The first correspondent raises a serious red flag with “I know there was at least one faculty member who was not even told about the new position.” What's that? Since this is a cc, and therefore a public institution, any job should be posted officially with enough time before the deadline that any interested party could have a reasonable shot at applying. If what the writer means is that she was given a tap on the shoulder to look for the posting, and others were left to their own devices to find it, that's one thing. (Honestly, even that strikes me as shaky, but there's no law against showing someone an ad in the paper.) If it means that the position was 'posted' only by informal grapevine, I'd have some very serious questions about the integrity of the management there.
That said, the actual question was about what to do in a 15-minute demo to faculty. What I absolutely would not do is go 'meta,' and address your “approach to the problem of a 15 minute demonstration in a totally artificial setting.” Nooooo. Don't be 'authentic”; be professional. (There's a yawning chasm between the two.) Give them the best 15 minutes you can – lively, rather than deep – on a topic as close to your wheelhouse as possible. Think of it as an excerpt from one of your best classes. You still have the 'deep' knowledge in your back pocket, and you can use it to address questions or to explain where you'd go next.

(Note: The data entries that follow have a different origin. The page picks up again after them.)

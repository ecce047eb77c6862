//! Arithmetic, logic, compare, bit-test, shift and increment handlers.
//!
//! The regular families (a read, a write or a read-modify-write against one
//! addressing mode) are generated by the macros below, one handler per
//! (opcode, mode-variant) pair; the dispatch tables pick the variant that
//! matches their mode bits. Irregular instructions are written out long-hand
//! in the other `ops_` modules.

use crate::addressing::Access;
use crate::cpu::Cpu;
use crate::memory::{Bus, Wrap};

macro_rules! read_op8 {
    ($name:ident, $addr:ident, $func:ident) => {
        pub(crate) fn $name(cpu: &mut Self) {
            let addr = cpu.$addr(Access::Read);
            let val = cpu.get_byte(addr);
            cpu.$func(val);
        }
    };
}

macro_rules! read_op16 {
    ($name:ident, $addr:ident, $wrap:expr, $func:ident) => {
        pub(crate) fn $name(cpu: &mut Self) {
            let addr = cpu.$addr(Access::Read);
            let val = cpu.get_word(addr, $wrap);
            cpu.$func(val);
        }
    };
}

/// Slow-table read: the accumulator width is decided at runtime.
macro_rules! read_op_m {
    ($name:ident, $addr:ident, $wrap:expr, $f8:ident, $f16:ident) => {
        pub(crate) fn $name(cpu: &mut Self) {
            let addr = cpu.$addr(Access::Read);
            if cpu.mem8() {
                let val = cpu.get_byte(addr);
                cpu.$f8(val);
            } else {
                let val = cpu.get_word(addr, $wrap);
                cpu.$f16(val);
            }
        }
    };
}

/// Slow-table read: the index width is decided at runtime.
macro_rules! read_op_x {
    ($name:ident, $addr:ident, $wrap:expr, $f8:ident, $f16:ident) => {
        pub(crate) fn $name(cpu: &mut Self) {
            let addr = cpu.$addr(Access::Read);
            if cpu.index8() {
                let val = cpu.get_byte(addr);
                cpu.$f8(val);
            } else {
                let val = cpu.get_word(addr, $wrap);
                cpu.$f16(val);
            }
        }
    };
}

macro_rules! write_op8 {
    ($name:ident, $addr:ident, $func:ident) => {
        pub(crate) fn $name(cpu: &mut Self) {
            let addr = cpu.$addr(Access::Write);
            cpu.$func(addr);
        }
    };
}

macro_rules! write_op16 {
    ($name:ident, $addr:ident, $wrap:expr, $func:ident) => {
        pub(crate) fn $name(cpu: &mut Self) {
            let addr = cpu.$addr(Access::Write);
            cpu.$func(addr, $wrap);
        }
    };
}

macro_rules! write_op_m {
    ($name:ident, $addr:ident, $wrap:expr, $f8:ident, $f16:ident) => {
        pub(crate) fn $name(cpu: &mut Self) {
            let addr = cpu.$addr(Access::Write);
            if cpu.mem8() {
                cpu.$f8(addr);
            } else {
                cpu.$f16(addr, $wrap);
            }
        }
    };
}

From a hiring perspective, I wouldn't use a 15 minute demo to assess scholarly depth. I'd use it to assess the candidate's ability to frame a question, explain something relevant, and engage a group. If they want to know about scholarly depth, they can go to your dissertation or thesis, or they can pepper you with questions afterward.

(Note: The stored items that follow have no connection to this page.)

fn default_gates() -> Vec<GateOption> {
    let opt = |op, weight| GateOption { op, weight };
    vec![
        opt(GateOp::Add(3), 4.0),
        opt(GateOp::Add(5), 3.0),
        opt(GateOp::Add(-3), 2.0),
        opt(GateOp::Multiply(2.0), 2.0),
        opt(GateOp::Multiply(1.5), 2.5),
        opt(
            GateOp::Gamble {
                win_factor: 3.0,
                lose_factor: 0.5,
                chance: 0.5,
            },
            1.0,
        ),
        opt(
            GateOp::AddType {
                kind: CharacterKind::Tanker,
                count: 2,
            },
            1.5,
        ),
        opt(
            GateOp::AddType {
                kind: CharacterKind::Sniper,
                count: 2,
            },
            1.5,
        ),
        opt(
            GateOp::AddType {
                kind: CharacterKind::Bomber,
                count: 2,
            },
            1.5,
        ),
        opt(
            GateOp::AddType {
                kind: CharacterKind::Gunner,
                count: 2,
            },
            1.0,
        ),
        opt(
            GateOp::Buff(BuffGrant::Timed {
                kind: BuffKind::RapidFire,
                multiplier: 1.5,
                duration: 10.0,
            }),
            1.0,
        ),
        opt(GateOp::Buff(BuffGrant::Shield { charges: 5 }), 1.0),
    ]
}

// ── Upgrades ────────────────────────────────────────────────────────────

/// Permanent upgrades bought between runs.
#[derive(Debug, Clone, Copy, PartialEq, Eq, Hash, PartialOrd, Ord, Serialize, Deserialize)]
pub enum UpgradeKind {
    Damage,
    FireRate,
    Health,
    StartSquad,
    GoldBonus,
    Shield,
}

impl UpgradeKind {
    pub const ALL: [UpgradeKind; 6] = [
        UpgradeKind::Damage,
        UpgradeKind::FireRate,
        UpgradeKind::Health,
        UpgradeKind::StartSquad,
        UpgradeKind::GoldBonus,
        UpgradeKind::Shield,
    ];

    const NAMES: [(&'static str, UpgradeKind); 6] = [
        ("damage", UpgradeKind::Damage),
        ("fireRate", UpgradeKind::FireRate),
        ("health", UpgradeKind::Health),
        ("startSquad", UpgradeKind::StartSquad),
        ("goldBonus", UpgradeKind::GoldBonus),
        ("shield", UpgradeKind::Shield),
    ];

    pub fn default_curve(self) -> UpgradeCurve {
        let curve = |per_level, max_level, base_cost| UpgradeCurve {
            per_level,
            max_level,
            base_cost,
            cost_growth: 1.5,
        };
        match self {
            UpgradeKind::Damage => curve(0.10, 10, 50),
            UpgradeKind::FireRate => curve(0.08, 10, 60),
            UpgradeKind::Health => curve(0.15, 10, 40),
            UpgradeKind::StartSquad => curve(1.0, 10, 80),
            UpgradeKind::GoldBonus => curve(0.10, 10, 100),
            UpgradeKind::Shield => curve(1.0, 5, 120),
        }
    }
}

impl FromStr for UpgradeKind {
    type Err = SimError;

    fn from_str(s: &str) -> Result<Self, Self::Err> {
        parse_kind("upgrade", s, &Self::NAMES)
    }
}

/// Linear effect per level, geometric cost.
#[derive(Debug, Clone, Copy, PartialEq, Serialize, Deserialize)]
pub struct UpgradeCurve {
    pub per_level: f32,
    pub max_level: u32,
    pub base_cost: u64,
    pub cost_growth: f32,
}

impl UpgradeCurve {
    /// Price of going from `level` to `level + 1`.
    pub fn cost_at(&self, level: u32) -> u64 {
        (self.base_cost as f64 * (self.cost_growth as f64).powi(level as i32)).round() as u64
    }

    pub fn effect_at(&self, level: u32) -> f32 {
        self.per_level * level.min(self.max_level) as f32
    }
}

/// Effects of all purchased upgrades, applied at run start.
#[derive(Debug, Clone, Copy, PartialEq)]
pub struct UpgradeEffects {
    pub damage_mult: f32,
    pub fire_rate_mult: f32,
    pub hp_mult: f32,
    pub extra_members: u32,
    pub gold_mult: f32,
    pub start_shields: u32,
}

impl Default for UpgradeEffects {
    fn default() -> Self {
        Self {
            damage_mult: 1.0,
            fire_rate_mult: 1.0,
            hp_mult: 1.0,
            extra_members: 0,
            gold_mult: 1.0,
            start_shields: 0,
        }
    }
}

// ── Difficulty rates ────────────────────────────────────────────────────

/// Per-stage slopes for the linear difficulty model.
#[derive(Debug, Clone, Copy, PartialEq, Serialize, Deserialize)]
pub struct ScalingRates {
    pub enemy_hp: f32,
    pub enemy_speed: f32,
    pub spawn_interval: f32,
    pub spawn_interval_floor: f32,
    pub item_interval: f32,
    pub item_interval_floor: f32,
    pub reward: f32,
    pub boss_hp: f32,
}

impl Default for ScalingRates {
    fn default() -> Self {
        Self {
            enemy_hp: 0.15,
            enemy_speed: 0.05,
            spawn_interval: 0.06,
            spawn_interval_floor: 0.35,
            item_interval: 0.04,
            item_interval_floor: 0.5,
            reward: 0.10,
            boss_hp: 0.25,
        }
    }
}

// ── The table itself ────────────────────────────────────────────────────

/// Complete balance configuration consumed by the simulation.
#[derive(Debug, Clone, Serialize, Deserialize)]
#[serde(default)]
pub struct Balance {
    characters: BTreeMap<CharacterKind, CharacterStats>,
    enemies: BTreeMap<EnemyKind, EnemyStats>,
    bosses: BTreeMap<BossKind, BossStats>,
    items: BTreeMap<ItemKind, ItemStats>,
    traps: BTreeMap<TrapKind, TrapStats>,
    upgrades: BTreeMap<UpgradeKind, UpgradeCurve>,
    gates: Vec<GateOption>,
    pub scaling: ScalingRates,
}

impl Default for Balance {
    fn default() -> Self {
        Self {
            characters: CharacterKind::ALL.iter().map(|k| (*k, k.default_stats())).collect(),
            enemies: EnemyKind::ALL.iter().map(|k| (*k, k.default_stats())).collect(),
            bosses: BossKind::ALL.iter().map(|k| (*k, k.default_stats())).collect(),
            items: ItemKind::ALL.iter().map(|k| (*k, k.default_stats())).collect(),
            traps: TrapKind::ALL.iter().map(|k| (*k, k.default_stats())).collect(),
            upgrades: UpgradeKind::ALL.iter().map(|k| (*k, k.default_curve())).collect(),
            gates: default_gates(),
            scaling: ScalingRates::default(),
        }
    }
}

impl Balance {
    /// Parse a RON override. Kinds the override leaves out keep their
    /// defaults; the merged table is validated before it is returned.
    pub fn from_ron(text: &str) -> Result<Self, SimError> {
        let mut parsed: Balance = ron::from_str(text).map_err(|source| SimError::Parse {
            what: "balance table",
            source,
        })?;
        parsed.fill_missing();
        parsed.validate()?;
        Ok(parsed)
    }

    pub fn to_ron(&self) -> Result<String, ron::Error> {
        ron::ser::to_string_pretty(self, ron::ser::PrettyConfig::default())
    }

    fn fill_missing(&mut self) {
        for k in CharacterKind::ALL {
            self.characters.entry(k).or_insert_with(|| k.default_stats());
        }
        for k in EnemyKind::ALL {
            self.enemies.entry(k).or_insert_with(|| k.default_stats());
        }
        for k in BossKind::ALL {
            self.bosses.entry(k).or_insert_with(|| k.default_stats());
        }
        for k in ItemKind::ALL {
            self.items.entry(k).or_insert_with(|| k.default_stats());
        }
        for k in TrapKind::ALL {
            self.traps.entry(k).or_insert_with(|| k.default_stats());
        }
        for k in UpgradeKind::ALL {
            self.upgrades.entry(k).or_insert_with(|| k.default_curve());
        }
        if self.gates.is_empty() {
            self.gates = default_gates();
        }
    }

    /// Reject tables that would break simulation invariants.
    pub fn validate(&self) -> Result<(), SimError> {
        let bad = |msg: String| Err(SimError::InvalidBalance(msg));

        for (k, s) in &self.characters {
            if !(s.hp > 0.0) || !(s.fire_interval > 0.0) || !(s.bullet_speed > 0.0) || !(s.range > 0.0) {
                return bad(format!("{} needs positive hp, fire interval, range and bullet speed", k.name()));
            }
            if let Weapon::Spread { count, .. } = s.weapon {
                if count == 0 {
                    return bad(format!("{} spread weapon fires zero rounds", k.name()));
                }
            }
        }
        for (k, s) in &self.enemies {
            if !(s.hp > 0.0) || !(s.speed >= 0.0) || !(s.radius > 0.0) || !(s.fire_interval >= 0.0) {
                return bad(format!("{} has a non-positive hp/radius or negative speed", k.name()));
            }
            if !(s.spawn_weight >= 0.0) {
                return bad(format!("{} has a negative spawn weight", k.name()));
            }
        }
        for (k, s) in &self.bosses {
            if !(s.hp > 0.0) || s.phases.is_empty() {
                return bad(format!("boss {} needs hp and at least one phase", k.name()));
            }
            if (s.phases[0].threshold - 1.0).abs() > f32::EPSILON {
                return bad(format!("boss {} first phase must start at 1.0", k.name()));
            }
            for pair in s.phases.windows(2) {
                if !(pair[1].threshold < pair[0].threshold) {
                    return bad(format!("boss {} phase thresholds must strictly descend", k.name()));
                }
            }
            if s.phases.iter().any(|p| !(p.interval > 0.0)) {
                return bad(format!("boss {} has a non-positive attack interval", k.name()));
            }
        }
        if self.items.values().all(|i| !(i.weight > 0.0)) {
            return bad("no item has a positive weight".into());
        }
        if self.gates.iter().all(|g| !(g.weight > 0.0)) {
            return bad("no gate option has a positive weight".into());
        }
        for g in &self.gates {
            if !(g.weight >= 0.0) {
                return bad(format!("gate {} has a negative weight", g.op.label()));
            }
            let factors_ok = match g.op {
                GateOp::Multiply(f) => f.is_finite() && f >= 1.0,
                GateOp::Gamble {
                    win_factor,
                    lose_factor,
                    chance,
                } => {
                    win_factor.is_finite()
                        && win_factor >= 1.0
                        && lose_factor.is_finite()
                        && (0.0..=1.0).contains(&lose_factor)
                        && (0.0..=1.0).contains(&chance)
                }
                GateOp::Add(_) | GateOp::AddType { .. } | GateOp::Buff(_) => true,
            };
            if !factors_ok {
                return bad(format!("gate {} has an out-of-range factor or chance", g.op.label()));
            }
        }
        if !(self.scaling.spawn_interval_floor > 0.0) || !(self.scaling.item_interval_floor > 0.0) {
            return bad("interval floors must be positive".into());
        }
        Ok(())
    }

    pub fn character(&self, kind: CharacterKind) -> CharacterStats {
        self.characters
            .get(&kind)
            .copied()
            .unwrap_or_else(|| kind.default_stats())
    }

    pub fn enemy(&self, kind: EnemyKind) -> EnemyStats {
        self.enemies.get(&kind).copied().unwrap_or_else(|| kind.default_stats())
    }

    pub fn boss(&self, kind: BossKind) -> BossStats {
        self.bosses.get(&kind).cloned().unwrap_or_else(|| kind.default_stats())
    }

    pub fn item(&self, kind: ItemKind) -> ItemStats {
        self.items.get(&kind).copied().unwrap_or_else(|| kind.default_stats())
    }

    pub fn trap(&self, kind: TrapKind) -> TrapStats {
        self.traps.get(&kind).copied().unwrap_or_else(|| kind.default_stats())
    }

    pub fn upgrade(&self, kind: UpgradeKind) -> UpgradeCurve {
        self.upgrades
            .get(&kind)
            .copied()
            .unwrap_or_else(|| kind.default_curve())
    }

    pub fn gates(&self) -> &[GateOption] {
        &self.gates
    }

    /// Fold purchased upgrade levels into run-start modifiers.
    pub fn upgrade_effects(&self, level_of: impl Fn(UpgradeKind) -> u32) -> UpgradeEffects {
        let effect = |k: UpgradeKind| self.upgrade(k).effect_at(level_of(k));
        UpgradeEffects {
            damage_mult: 1.0 + effect(UpgradeKind::Damage),
            fire_rate_mult: 1.0 + effect(UpgradeKind::FireRate),
            hp_mult: 1.0 + effect(UpgradeKind::Health),
            extra_members: effect(UpgradeKind::StartSquad).round() as u32,
            gold_mult: 1.0 + effect(UpgradeKind::GoldBonus),
            start_shields: effect(UpgradeKind::Shield).round() as u32,
        }
    }
}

The common denominator to the questions, other than that they're both about hiring, is that they both show the degree to which candidates are often at sea regarding even the most basic expectations and rules of the game. That's not a criticism of the candidates – how would they know? Different colleges have different expectations, but most assume that their own are revealed truths and that ignorance of them is somehow revealing of limited intellect or flawed character. It's called 'provincialism,' and it's rampant. I suspect that the tremendous lack of turnover is the culprit – with very few people around who can bring any kind of comparative perspective to bear, local myths go uncontested. When new people show up and question those myths, the oldsters trot out “declining standards” to explain why Kids Today Just Don't Get It. No, thanks.

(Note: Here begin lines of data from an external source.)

//! Squad Rush run simulation.
//!
//! A squad advances down a scrolling road, auto-fires at waves of enemies,
//! collects items, picks gate sides and fights a phased boss. The host owns
//! the frame clock, input and presentation; it feeds [`RunController::tick`]
//! and reads [`RunController::snapshot`] and [`RunController::drain_events`].

pub mod balance;
pub mod boss;
pub mod buffs;
pub mod bullet;
pub mod character;
pub mod combat;
pub mod config;
pub mod difficulty;
pub mod enemy;
pub mod error;
pub mod events;
pub mod gate;
pub mod pickup;
pub mod progression;
pub mod result;
pub mod run;
pub mod snapshot;
pub mod spawner;
pub mod squad;

pub use balance::Balance;
pub use config::{RunMode, RunSettings};
pub use error::SimError;
pub use events::SimEvent;
pub use progression::{FileSlot, MemorySlot, ProgressionError, SaveData, SaveSlot};
pub use result::RunResult;
pub use run::{RunController, RunPhase, SegmentKind};
pub use snapshot::RunSnapshot;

At my cc, I've pressed (and pressed, and pressed) to get hiring committees to be more thoughtful and transparent in their procedures, both for ethical and legal (liability) reasons. It's harder than I anticipated, since I underestimated the degree to which local myths were revered. But we're making progress, even if more slowly than I would have liked, and someday I hope that candidates here will at least know what's expected of them and where they stand at any given moment.
Wise and worldly readers – what weird hiring practices have you seen?